Scraping and Sanitizing Data Code Upload #206

AlexDoytch · 2020-06-08T05:23:18Z

Reference to issue

Scraping And Sanitizing Data Proposal #161

Description of the changes proposed in the pull request

Uploaded web scraper code for review

Reviewers requested:

@kylebegovich

updating inline python code with backticks and fixing find_all() into findAll()

kylebegovich

Adding review comments. All in all. things look great: a couple of nits and one addition, then good to merge. Approving to unblock once changes are in

kylebegovich · 2020-06-15T03:49:10Z

blog.md

+
+We now have our data, we want to re-format our data and add it to a final set. We take the stats variable and pass it into a Pandas DataFrame. Due to how the information was stored, our stats variable is a 4 element list with each element being size 100. We want the opposite of that, so we call `.transpose()` on our new dataframe to flip the rows to columns and vice versa, and set the column names to our list of features. We then call `.append()` with the final set DataFrame.
+
+# Bonus: Cleaning The Data


re: conversation in our meeting, worth showing a screenshot pre- vs. post-filtered to demonstrate the filtering in this section. Otherwise, this section looks pretty good

kylebegovich · 2020-06-15T03:49:56Z

blog.md

+
+We were able to work with a cleaned data set that didn't require too much to change. However, one may want to make more specific queries on the existing data set or eliminate any potential null values. For example, I can use the `.isin()` command to extract a value or list of values. So, if I only wanted the list of twenty point per game scorers from the Suns, Bulls, Lakers, Celtics and Knicks, I can extract them with `isin()`. For null values, imagine an older data set that started from 1964 instead of 1984. The three point line didn't exist before 1979, so I can use `dropna()` to remove any instances of seasons before the three point era. This snippet below showcases a basic use of `isin()` and `dropna()`. 
+
+![Alt Text](https://i.imgur.com/Mn052zQ.png)

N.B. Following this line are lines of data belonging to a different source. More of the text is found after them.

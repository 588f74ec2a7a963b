// Authentication error types

use axum::{
    http::StatusCode,
    response::{IntoResponse, Json, Response},
};
use serde_json::json;
use std::fmt;
use tracing::warn;

/// Errors raised while establishing an authenticated session
#[derive(Debug)]
pub enum AuthError {
    InvalidToken,
    ExpiredToken,
    MissingToken,
    TokenGenerationError(String),
    ConfigError(String),
}

impl fmt::Display for AuthError {
    fn fmt(&self, f: &mut fmt::Formatter<'_>) -> fmt::Result {
        match self {
            AuthError::InvalidToken => write!(f, "Invalid token"),
            AuthError::ExpiredToken => write!(f, "Token has expired"),
            AuthError::MissingToken => write!(f, "Missing authentication token"),
            AuthError::TokenGenerationError(msg) => write!(f, "Token generation error: {}", msg),
            AuthError::ConfigError(msg) => write!(f, "Configuration error: {}", msg),
        }
    }
}

impl std::error::Error for AuthError {}

impl IntoResponse for AuthError {
    fn into_response(self) -> Response {
        let (status, message) = match &self {
            AuthError::InvalidToken => {
                warn!("Invalid token attempt");
                (StatusCode::UNAUTHORIZED, "Invalid token".to_string())
            }
            AuthError::ExpiredToken => {
                warn!("Expired token attempt");
                (StatusCode::UNAUTHORIZED, "Token has expired".to_string())
            }
            AuthError::MissingToken => (
                StatusCode::UNAUTHORIZED,
                "Missing authentication token".to_string(),
            ),
            AuthError::TokenGenerationError(msg) => {
                tracing::error!("Token generation error: {}", msg);
                (
                    StatusCode::INTERNAL_SERVER_ERROR,
                    "An internal server error occurred".to_string(),
                )
            }
            AuthError::ConfigError(msg) => {
                tracing::error!("Auth configuration error: {}", msg);
                (
                    StatusCode::INTERNAL_SERVER_ERROR,
                    "An internal server error occurred".to_string(),
                )
            }
        };

        let body = Json(json!({ "error": message }));
        (status, body).into_response()
    }
}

include the updated code that prints or otherwise shows the output in this screenshot

kylebegovich · 2020-06-15T03:50:44Z

scraper.py

+new_df = new_df.append(pd.Series(dtype='object'),ignore_index=True)
+new_df = new_df.dropna()
+final_df = final_df.dropna()
+


add the section for displaying filtered data towards the end here

kylebegovich · 2020-06-15T03:52:16Z

blog.md

+
+Understanding where our data lies is crucial for implementing the scraper. BeautifulSoup uses an html parser to locate the data we want, but we have to give it some baseline information to do so. 
+
+Before we start, we want to ensure we have the following libraries installed using pip install *package_name*: pandas, numpy, requests and bs4. The first thing we want to do for our scraper is determine how many pages of information there are. For this particular dataset, it is laid out across 9 different URLs. We have to examine what changes occur between two pages. It is a really long link, but we can see at the end there is a part that says offset=0 for the first page, but is equal to 100 for the second page, and increments by 100 each time. 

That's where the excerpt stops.